LC:  G’Day Ms. Dietitian.

DD:  Hello, Mr. Corbin.  How can I help you?

LC:   Well, I feel like I need to change up my diet a bit, and I’d like some help from a wise, caring, trained professional who will treat me like an individual and not like an aggregated average of a dataset.

DD:  (Laughs demurely.) Well, of course.  As a trained professional, it’s my job to use my clinical judgment to help patients find out what works best for them.

LC:  Beauty!  So, I was diagnosed with pre-diabetes about 10 year ago.

DD:  Really?  Looking at your lab report, your blood sugar and HgA1c levels look perfectly normal.  Tell me about the medications that you are using.

LC:  Well, I’m not actually on any medications.  When I got my diagnosis yonks ago, I borrowed my cousin’s glucometer and figured out which foods were making my blood sugar go up.  I really limit those in my diet now, and my blood sugar seems to be well under control. But I’m getting a little tired of eggs and sausage for brekky every morning.
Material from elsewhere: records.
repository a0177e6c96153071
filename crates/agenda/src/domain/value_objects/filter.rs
//! FilterCriteria - Structured narrowing of a semantic query

use chrono::{DateTime, Utc};
use serde::{Deserialize, Serialize};

/// Inclusive date range; an event matches when its active interval
/// intersects it.
#[derive(Debug, Clone, Copy, PartialEq, Serialize, Deserialize)]
pub struct DateRange {
    pub from: DateTime<Utc>,
    pub to: DateTime<Utc>,
}

impl DateRange {
    pub fn new(from: DateTime<Utc>, to: DateTime<Utc>) -> Self {
        Self { from, to }
    }
}

/// User-specified filter criteria; every field is optional and an absent
/// field imposes no restriction. Distinct criteria combine as AND, the
/// values inside a multi-valued criterion as OR.
#[derive(Debug, Default, Clone, Serialize, Deserialize)]
pub struct FilterCriteria {
    /// Allowed district values (exact match, OR within the set)
    #[serde(default)]
    pub districts: Vec<String>,
    /// Allowed event type values (exact match, OR within the set)
    #[serde(default)]
    pub event_types: Vec<String>,
    /// Inclusive upper price bound. Events without a known price
    /// never match a price-bounded query.
    pub price_max: Option<f64>,
    /// Active-interval intersection with this inclusive range
    pub date_range: Option<DateRange>,
    /// Case-insensitive substring of the venue name
    pub venue_contains: Option<String>,
}

impl FilterCriteria {
    /// True when no field restricts anything (matches every event).
    pub fn is_empty(&self) -> bool {
        self.districts.is_empty()
            && self.event_types.is_empty()
            && self.price_max.is_none()
            && self.date_range.is_none()
            && self.venue_contains.is_none()
    }
}
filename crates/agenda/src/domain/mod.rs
//! Domain Layer
//!
//! Pure domain logic without infrastructure dependencies.
//! Contains entities, value objects, and errors.

pub mod entities;
pub mod errors;
pub mod value_objects;

// Re-exports for convenience
pub use entities::*;
pub use errors::*;
pub use value_objects::*;
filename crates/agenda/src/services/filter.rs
//! FilterCompiler - Criteria compilation and verification
//!
//! Compiles user-facing [`FilterCriteria`] into a normalized predicate
//! used twice: once by store adapters for pre-query restriction, and
//! once by the engine for post-query verification. The store-side pass
//! is a cardinality optimization only; correctness always comes from
//! the engine-side re-check.

use std::collections::BTreeSet;

use crate::domain::{DateRange, EngineError, Event, FilterCriteria};

/// Normalized, compiled form of [`FilterCriteria`].
///
/// Adapters may push the exact-match sets and the price bound down to
/// the store; the date-range and venue-substring parts are evaluated
/// engine-side only, so the store filter can never wrongly exclude a
/// candidate.
#[derive(Debug, Default, Clone)]
pub struct CompiledFilter {
    districts: Option<BTreeSet<String>>,
    event_types: Option<BTreeSet<String>>,
    price_max: Option<f64>,
    date_range: Option<DateRange>,
    venue_contains: Option<String>,
}

impl CompiledFilter {
    /// The empty filter: admits every event.
    pub fn match_all() -> Self {
        Self::default()
    }

    pub fn is_empty(&self) -> bool {
        self.districts.is_none()
            && self.event_types.is_none()
            && self.price_max.is_none()
            && self.date_range.is_none()
            && self.venue_contains.is_none()
    }

    /// Allowed districts, for store push-down.
    pub fn districts(&self) -> Option<&BTreeSet<String>> {
        self.districts.as_ref()
    }

    /// Allowed event types, for store push-down.
    pub fn event_types(&self) -> Option<&BTreeSet<String>> {
        self.event_types.as_ref()
    }

    /// Inclusive price ceiling, for store push-down.
    pub fn price_max(&self) -> Option<f64> {
        self.price_max
    }

    /// The full predicate: AND across criteria, OR within a set.
    pub fn matches(&self, event: &Event) -> bool {
        if let Some(districts) = &self.districts {
            if !districts.contains(&event.district) {
                return false;
            }
        }
        if let Some(event_types) = &self.event_types {
            if !event_types.contains(&event.event_type) {
                return false;
            }
        }
        if let Some(price_max) = self.price_max {
            // Unknown price never matches a price-bounded query.
            match event.price {
                Some(price) if price <= price_max => {}
                _ => return false,
            }
        }
        if let Some(range) = &self.date_range {
            let (start, end) = event.active_interval();
            if end < range.from || start > range.to {
                return false;
            }
        }
        if let Some(needle) = &self.venue_contains {
            if !event.venue.to_lowercase().contains(needle.as_str()) {
                return false;
            }
        }
        true
    }
}

/// Translates [`FilterCriteria`] into a [`CompiledFilter`].
pub struct FilterCompiler;

impl FilterCompiler {
    pub fn compile(criteria: &FilterCriteria) -> Result<CompiledFilter, EngineError> {
        if let Some(range) = &criteria.date_range {
            if range.from > range.to {
                return Err(EngineError::invalid_argument(format!(
                    "date range starts after it ends: {} > {}",
                    range.from, range.to
                )));
            }
        }

        let venue_contains = criteria
            .venue_contains
            .as_deref()
            .map(|v| v.trim().to_lowercase())
            .filter(|v| !v.is_empty());

        Ok(CompiledFilter {
            districts: non_empty_set(&criteria.districts),
            event_types: non_empty_set(&criteria.event_types),
            price_max: criteria.price_max,
            date_range: criteria.date_range,
            venue_contains,
        })
    }
}

fn non_empty_set(values: &[String]) -> Option<BTreeSet<String>> {
    let set: BTreeSet<String> = values
        .iter()
        .map(|v| v.trim().to_string())
        .filter(|v| !v.is_empty())
        .collect();
    (!set.is_empty()).then_some(set)
}
//! Event - Catalog entry as served to API clients

use chrono::{DateTime, Utc};
use serde::Serialize;
use utoipa::ToSchema;

use agenda::Event;

/// Event response
#[derive(Debug, Serialize, ToSchema)]
pub struct EventResponse {
    pub id: String,
    pub title: String,
    pub description: String,
    pub district: String,
    pub venue: String,
    pub event_type: String,
    /// Euros; `null` when the feed did not state a price.
    pub price: Option<f64>,
    pub start_date: DateTime<Utc>,
    pub end_date: Option<DateTime<Utc>>,
}

impl From<Event> for EventResponse {
    fn from(event: Event) -> Self {
        Self {
            id: event.id,
            title: event.title,
            description: event.description,
            district: event.district,
            venue: event.venue,
            event_type: event.event_type,
            price: event.price,
            start_date: event.start_date,
            end_date: event.end_date,
        }
    }
}
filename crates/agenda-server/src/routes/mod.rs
//! Agenda API Routes
//!
//! - /agenda/search - semantic search over the catalog
//! - /agenda/ingest - pull and reconcile the feed
//! - /agenda/stats, /agenda/reset - collection management

use axum::http::StatusCode;

use agenda::EngineError;

pub mod catalog;
pub mod search;
pub mod swagger;

/// Map an engine error onto an HTTP status.
///
/// Invalid calls are the client's fault; embedding and feed failures
/// come from upstream services; a dead store is plain unavailability.
pub(crate) fn error_response(error: EngineError) -> (StatusCode, String) {
    let status = match &error {
        EngineError::InvalidArgument(_) => StatusCode::BAD_REQUEST,
        EngineError::Embedding { .. } => StatusCode::BAD_GATEWAY,
        EngineError::StoreUnavailable(_) => StatusCode::SERVICE_UNAVAILABLE,
        EngineError::Feed(_) => StatusCode::BAD_GATEWAY,
    };
    (status, error.to_string())
}

#[cfg(test)]
mod tests {
    use super::*;

    #[test]
    fn test_error_mapping_distinguishes_caller_and_upstream() {
        let (status, _) = error_response(EngineError::invalid_argument("k must be positive"));
        assert_eq!(status, StatusCode::BAD_REQUEST);

        let (status, _) = error_response(EngineError::embedding("model", "timeout"));
        assert_eq!(status, StatusCode::BAD_GATEWAY);

        let (status, _) = error_response(EngineError::store("connection refused"));
        assert_eq!(status, StatusCode::SERVICE_UNAVAILABLE);

        let (status, message) = error_response(EngineError::feed("status 500"));
        assert_eq!(status, StatusCode::BAD_GATEWAY);
        assert!(message.contains("status 500"));
    }
}
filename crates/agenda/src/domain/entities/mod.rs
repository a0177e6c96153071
//! Domain Entities

pub mod event;
pub mod search_result;

pub use event::Event;
pub use search_result::SearchResult;
//! Engine Errors
//!
//! Error taxonomy for engine operations.

use thiserror::Error;

/// Engine error taxonomy.
///
/// Record-level failures during ingestion are recovered locally
/// (skip + count); everything surfaced through this type propagates
/// to the caller.
#[derive(Debug, Error)]
pub enum EngineError {
    /// Malformed call (k = 0, empty query text, inverted date range).
    /// Never retried.
    #[error("invalid argument: {0}")]
    InvalidArgument(String),

    /// Embedding a text failed (model unavailable, degenerate input)
    #[error("embedding failed for {context}: {message}")]
    Embedding { context: String, message: String },

    /// The vector store cannot be reached or written
    #[error("vector store unavailable: {0}")]
    StoreUnavailable(String),

    /// The event feed reported a failure
    #[error("feed error: {0}")]
    Feed(String),
}

impl EngineError {
    pub fn invalid_argument<T: Into<String>>(message: T) -> Self {
        Self::InvalidArgument(message.into())
    }

    pub fn embedding<C: Into<String>, M: Into<String>>(context: C, message: M) -> Self {
        Self::Embedding {
            context: context.into(),
            message: message.into(),
        }
    }

    pub fn store<T: Into<String>>(message: T) -> Self {
        Self::StoreUnavailable(message.into())
    }

    pub fn feed<T: Into<String>>(message: T) -> Self {
        Self::Feed(message.into())
    }
}
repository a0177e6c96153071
use axum::{middleware, routing::get, Json, Router};
use serde::Serialize;
use std::sync::Arc;
use tower_http::cors::CorsLayer;
use tracing_subscriber::EnvFilter;
use utoipa::OpenApi;
use utoipa_swagger_ui::SwaggerUi;

mod adapters;
mod auth;
mod config;
mod models;
mod routes;

use adapters::{MadridAgendaFeed, OpenAiEmbedder, QdrantEventStore};
use agenda::{CatalogIngestor, SearchEngine};
use config::ServerConfig;

/// Type aliases for engine services with concrete adapter implementations
pub type AppSearchEngine = SearchEngine<QdrantEventStore, OpenAiEmbedder>;
pub type AppIngestor = CatalogIngestor<QdrantEventStore, OpenAiEmbedder, MadridAgendaFeed>;

/// Application state shared across all routes
#[derive(Clone)]
pub struct AppState {
    pub search: Arc<AppSearchEngine>,
    pub ingestor: Arc<AppIngestor>,
    pub store: Arc<QdrantEventStore>,
    pub config: Arc<ServerConfig>,
}

#[derive(Serialize)]
struct HealthCheck {
    status: String,
    message: String,
    version: String,
}

async fn health_check() -> Json<HealthCheck> {
    Json(HealthCheck {
        status: "ok".to_string(),
        message: "Agenda API is running - the city calendar at your fingertips".to_string(),
        version: env!("CARGO_PKG_VERSION").to_string(),
    })
}

#[tokio::main]
async fn main() -> anyhow::Result<()> {
    dotenvy::dotenv().ok();

    tracing_subscriber::fmt()
        .with_env_filter(
            EnvFilter::try_from_default_env().unwrap_or_else(|_| EnvFilter::new("info")),
        )
        .init();

    tracing::info!("📅 Agenda API initializing...");

    let config = Arc::new(ServerConfig::from_env()?);

    if config.api_key.is_some() {
        tracing::info!("🔐 API key authentication enabled");
    } else {
        tracing::warn!("⚠️  No AGENDA_API_KEY set - authentication disabled");
    }

    // Initialize adapters
    let store = Arc::new(
        QdrantEventStore::new(
            &config.qdrant_url,
            config.qdrant_api_key.clone(),
            &config.collection_name,
            config.embedding_dimension,
        )
        .await?,
    );

    let embedder = Arc::new(OpenAiEmbedder::new(
        config.openai_api_key.clone(),
        config.embedding_model.clone(),
        config.embedding_dimension,
    ));
    tracing::info!(model = %config.embedding_model, "🧬 Embedder initialized");

    let feed = Arc::new(MadridAgendaFeed::new(config.feed_url.clone()));

    // Initialize engine services
    let search = Arc::new(SearchEngine::new(store.clone(), embedder.clone()));
    let ingestor = Arc::new(CatalogIngestor::new(store.clone(), embedder, feed));

    let state = AppState {
        search,
        ingestor,
        store,
        config: config.clone(),
    };

    // Protected routes (require authentication)
    let protected_routes = Router::new()
        .merge(routes::search::router())
        .merge(routes::catalog::router())
        .layer(middleware::from_fn_with_state(
            state.clone(),
            auth::auth_middleware,
        ));

    // OpenAPI documentation
    let openapi = routes::swagger::ApiDoc::openapi();

    let router = Router::new()
        .merge(SwaggerUi::new("/swagger-ui").url("/api-docs/openapi.json", openapi))
        .route("/health", get(health_check))
        .merge(protected_routes)
        .layer(CorsLayer::permissive())
        .with_state(state);

    tracing::info!("📚 Swagger UI: /swagger-ui");

    let listener = tokio::net::TcpListener::bind(&config.bind_addr).await?;
    tracing::info!("✅ Agenda API ready on {}", config.bind_addr);

    axum::serve(listener, router).await?;

    Ok(())
}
DD:  Eggs and sausage?  Is that it?

LC:  And some sautéed spinach or sliced tomatoes, most days.  But I’m hoping you can help me with some other brekky ideas.
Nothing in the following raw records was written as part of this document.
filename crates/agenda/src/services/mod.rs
//! Engine Services
//!
//! The retrieval and filtering engine: normalization, filter
//! compilation, search orchestration, and catalog ingestion.
//! Everything here is generic over the ports and holds no state of its
//! own beyond ingestion-cycle serialization.

pub mod filter;
pub mod ingest;
pub mod normalize;
pub mod search;

// Re-exports
pub use filter::{CompiledFilter, FilterCompiler};
pub use ingest::CatalogIngestor;
pub use search::SearchEngine;
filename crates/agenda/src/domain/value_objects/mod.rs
//! Value Objects

pub mod filter;
pub mod ingest_report;

pub use filter::{DateRange, FilterCriteria};
pub use ingest_report::IngestReport;
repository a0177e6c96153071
//! Repository Ports

pub mod event_store;

pub use event_store::{EventStore, ScoredEvent};
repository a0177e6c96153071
//! EventStore Port
//!
//! Abstract interface over the persistent embedding index.
//! The store exclusively owns the persisted (vector, metadata) pairs;
//! events returned from queries are snapshots, never live references.

use std::collections::HashMap;

use async_trait::async_trait;
use chrono::{DateTime, Utc};

use crate::domain::{errors::EngineError, Event};
use crate::services::filter::CompiledFilter;

/// A candidate returned by a nearest-neighbor query.
#[derive(Debug, Clone)]
pub struct ScoredEvent {
    /// Snapshot of the stored event
    pub event: Event,
    /// The document text the vector was computed from
    pub document: String,
    /// Cosine distance to the query vector (0.0 exact, >= 1.0 no
    /// positive affinity)
    pub distance: f32,
}

/// Repository interface for the vector store.
///
/// All mutating operations are persisted atomically per entry; `query`
/// is read-only. Store-side filtering is a cardinality-reduction
/// optimization only; callers re-verify candidates themselves.
#[async_trait]
pub trait EventStore: Send + Sync {
    /// Insert or replace the entry for `event.id`. Idempotent;
    /// inserting a new id is not an error.
    async fn upsert(
        &self,
        event: &Event,
        document: &str,
        vector: Vec<f32>,
    ) -> Result<(), EngineError>;

    /// Remove the entry for `id`. No-op when the id is absent.
    async fn delete(&self, id: &str) -> Result<(), EngineError>;

    /// Up to `k` entries ordered by ascending distance to `vector`,
    /// restricted to entries satisfying `filter` as far as the store
    /// can evaluate it. `k == 0` fails with `InvalidArgument`.
    async fn query(
        &self,
        vector: Vec<f32>,
        filter: &CompiledFilter,
        k: usize,
    ) -> Result<Vec<ScoredEvent>, EngineError>;

    /// Map of every stored id to its `source_updated_at`, used by
    /// ingestion to decide what to re-embed and what to delete.
    async fn index(&self) -> Result<HashMap<String, DateTime<Utc>>, EngineError>;

    /// Number of persisted entries.
    async fn count(&self) -> Result<usize, EngineError>;

    /// Drop every entry and start over.
    async fn reset(&self) -> Result<(), EngineError>;
}
//! Simple API Key Authentication (Bearer Token)

use axum::{
    extract::{Request, State},
    http::{header, StatusCode},
    middleware::Next,
    response::Response,
};

use crate::AppState;

/// Authentication middleware.
/// Validates the Bearer token against the configured API key; when no
/// key is configured, authentication is disabled.
pub async fn auth_middleware(
    State(state): State<AppState>,
    request: Request,
    next: Next,
) -> Result<Response, StatusCode> {
    let api_key = match state.config.api_key.as_deref() {
        Some(key) => key,
        None => return Ok(next.run(request).await),
    };

    let auth_header = request
        .headers()
        .get(header::AUTHORIZATION)
        .and_then(|h| h.to_str().ok());

    match auth_header {
        Some(header) if header.starts_with("Bearer ") => {
            let token = &header[7..];
            if token == api_key {
                Ok(next.run(request).await)
            } else {
                tracing::warn!("Invalid API key attempted");
                Err(StatusCode::UNAUTHORIZED)
            }
        }
        Some(_) => {
            tracing::warn!("Invalid Authorization header format");
            Err(StatusCode::UNAUTHORIZED)
        }
        None => {
            tracing::warn!("Missing Authorization header");
            Err(StatusCode::UNAUTHORIZED)
        }
    }
}
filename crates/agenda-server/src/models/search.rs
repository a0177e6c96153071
//! Search - Semantic search request/response DTOs

use chrono::{DateTime, Utc};
use serde::{Deserialize, Serialize};
use utoipa::ToSchema;

use agenda::{DateRange, FilterCriteria, SearchResult};

use crate::models::EventResponse;

const DEFAULT_LIMIT: usize = 10;

/// Search request
#[derive(Debug, Deserialize, ToSchema)]
pub struct SearchRequest {
    pub query: String,
    /// Number of results to return (default 10).
    pub limit: Option<usize>,
    #[serde(default)]
    pub districts: Vec<String>,
    #[serde(default)]
    pub event_types: Vec<String>,
    pub price_max: Option<f64>,
    pub date_from: Option<DateTime<Utc>>,
    pub date_to: Option<DateTime<Utc>>,
    pub venue: Option<String>,
}

impl SearchRequest {
    pub fn limit(&self) -> usize {
        self.limit.unwrap_or(DEFAULT_LIMIT)
    }

    /// Structured criteria portion of the request. A half-open date
    /// bound is widened to the representable extreme on the other side.
    pub fn criteria(&self) -> FilterCriteria {
        let date_range = match (self.date_from, self.date_to) {
            (None, None) => None,
            (from, to) => Some(DateRange::new(
                from.unwrap_or(DateTime::<Utc>::MIN_UTC),
                to.unwrap_or(DateTime::<Utc>::MAX_UTC),
            )),
        };

        FilterCriteria {
            districts: self.districts.clone(),
            event_types: self.event_types.clone(),
            price_max: self.price_max,
            date_range,
            venue_contains: self.venue.clone(),
        }
    }
}

/// One ranked search hit
#[derive(Debug, Serialize, ToSchema)]
pub struct SearchResultResponse {
    pub rank: usize,
    /// Affinity in (0, 1]; higher is closer.
    pub similarity: f32,
    pub event: EventResponse,
}

impl From<SearchResult> for SearchResultResponse {
    fn from(result: SearchResult) -> Self {
        Self {
            rank: result.rank,
            similarity: result.similarity,
            event: result.event.into(),
        }
    }
}

/// Search response
#[derive(Debug, Serialize, ToSchema)]
pub struct SearchResponse {
    pub query: String,
    pub results: Vec<SearchResultResponse>,
}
DD:  Wait now.  There’s simply too much fat in the eggs and sausage, and there’s really not enough carbohydrate–you know, sugars and starches–in that meal–or in your diet in general it seems.  You’ll need to add some fruit and a couple of servings of whole wheat bread or cereal to your breakfast and …

LC:  But tomatoes are technically a fruit …
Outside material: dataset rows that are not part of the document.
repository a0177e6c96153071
//! SearchResult - One ranked hit returned by the engine

use serde::{Deserialize, Serialize};

use crate::domain::entities::Event;

/// A single ranked search hit.
///
/// The embedded `Event` is a snapshot copied out of the store, never a
/// live reference into it.
#[derive(Debug, Clone, Serialize, Deserialize)]
pub struct SearchResult {
    /// The matched event
    pub event: Event,
    /// Normalized similarity in (0, 1], 1.0 meaning exact match.
    /// Monotonic transform of the underlying vector distance.
    pub similarity: f32,
    /// 1-based position in the returned ordering
    pub rank: usize,
}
DD:  But they are a “low carbohydrate” fruit and so they don’t count.

LC:  … and I don’t eat bread or cereal–not even whole wheat.  Those were the things that made my blood sugar go up!

DD:  Of course. We need your blood sugar to go up.  You do know that your brain won’t work without glucose from healthy, whole grains, right?

LC:  My brain seems to be working fine.  I finished “The Age” crossword puzzle while I was in the waiting room!

DD:  Well, it’s quite clear to me that your brain must not be working properly–you’ve put yourself in grave danger.  You need AT LEAST 3 servings of carbohydrate per meal, and not just at breakfast I might add, in order for your body to function properly.

WTF

LC:  Three servings per meal!  Crikey! That will make my blood sugars go up for sure!

DD:  Well, yes.  As I said, your blood sugars need to go up.  You see, Mr. LC. , in your addled state, you’ve failed to understand that diabetes is a PROGRESSIVE disease.  And your diabetes hasn’t progressed at all.  In fact, it seems to be quite stalled.

Without progression, we’ll be unable to prescribe pre-insulin drugs like metformin and engage you in the numerous diabetes education programs we have ready and waiting.  Once you’ve been thoroughly well-versed in carbohydrate counting, let’s hope that we can get your diabetes back on track.  Hmmm.  We may need to start you out at 4 servings of carbohydrate per meal …

LC:  But, but, I don’t really want my diabetes to progress.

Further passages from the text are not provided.